### ABOUT THIS EXERCISE
Which lines below include the string "MeasurementRecord"? Please show each one.

### SUPPLIED DATA
========================================
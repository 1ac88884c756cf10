//! Measurement records: per-state outcome counts from one channel or one aggregation.

use std::cmp::Reverse;
use std::collections::BTreeMap;

use serde::{Deserialize, Serialize};

use crate::channel::ChannelId;

/// A measured state, written as a fixed-width bit string (e.g. `"0110"`).
pub type State = String;

/// Outcome counts keyed by state.
pub type Counts = BTreeMap<State, u64>;

/// Outcome of one execution, or a synthesized aggregate when `origin` is `None`.
#[derive(Debug, Clone, PartialEq, Eq, Serialize, Deserialize)]
pub struct MeasurementRecord {
    origin: Option<ChannelId>,
    counts: Counts,
    accepted: bool,
}

impl MeasurementRecord {
    /// Record produced by `channel`.
    pub fn from_channel(channel: ChannelId, counts: Counts) -> Self {
        Self {
            origin: Some(channel),
            counts,
            accepted: true,
        }
    }

    /// Record synthesized by an aggregator.
    pub fn synthesized(counts: Counts) -> Self {
        Self {
            origin: None,
            counts,
            accepted: true,
        }
    }

    /// Aggregate with no states at all.
    pub fn empty() -> Self {
        Self::synthesized(Counts::new())
    }

    pub fn with_accepted(mut self, accepted: bool) -> Self {
        self.accepted = accepted;
        self
    }

    pub fn set_accepted(&mut self, accepted: bool) {
        self.accepted = accepted;
    }

    pub fn origin(&self) -> Option<&ChannelId> {
        self.origin.as_ref()
    }

    /// Whether this record came from `channel`.
    pub fn is_from(&self, channel: &ChannelId) -> bool {
        self.origin.as_ref() == Some(channel)
    }

    pub fn counts(&self) -> &Counts {
        &self.counts
    }

    pub fn accepted(&self) -> bool {
        self.accepted
    }

    pub fn total(&self) -> u64 {
        self.counts.values().sum()
    }

    pub fn count_for(&self, state: &str) -> u64 {
        self.counts.get(state).copied().unwrap_or(0)
    }

    /// Share of the total observed for `state`; 0 for an empty record.
    pub fn probability_for(&self, state: &str) -> f64 {
        let total = self.total();
        if total == 0 {
            return 0.0;
        }
        self.count_for(state) as f64 / total as f64
    }

    /// Probabilities in ascending state order.
    pub fn probabilities(&self) -> Vec<f64> {
        let total = self.total();
        if total == 0 {
            return vec![0.0; self.counts.len()];
        }
        self.counts
            .values()
            .map(|c| *c as f64 / total as f64)
            .collect()
    }

    /// States by descending count. Equal counts keep ascending state order.
    pub fn rank(&self) -> Vec<&State> {
        let mut states: Vec<(&State, u64)> = self.counts.iter().map(|(s, c)| (s, *c)).collect();
        states.sort_by_key(|(_, count)| Reverse(*count));
        states.into_iter().map(|(s, _)| s).collect()
    }

    pub fn num_distinct_states(&self) -> usize {
        self.counts.len()
    }

    pub fn is_empty(&self) -> bool {
        self.counts.is_empty()
    }
}

/// Build a [`Counts`] map from `(state, count)` pairs.
pub fn counts_from<S: Into<State>>(pairs: impl IntoIterator<Item = (S, u64)>) -> Counts {
    pairs.into_iter().map(|(s, c)| (s.into(), c)).collect()
}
========================================
### REPLY
pub struct MeasurementRecord {
impl MeasurementRecord {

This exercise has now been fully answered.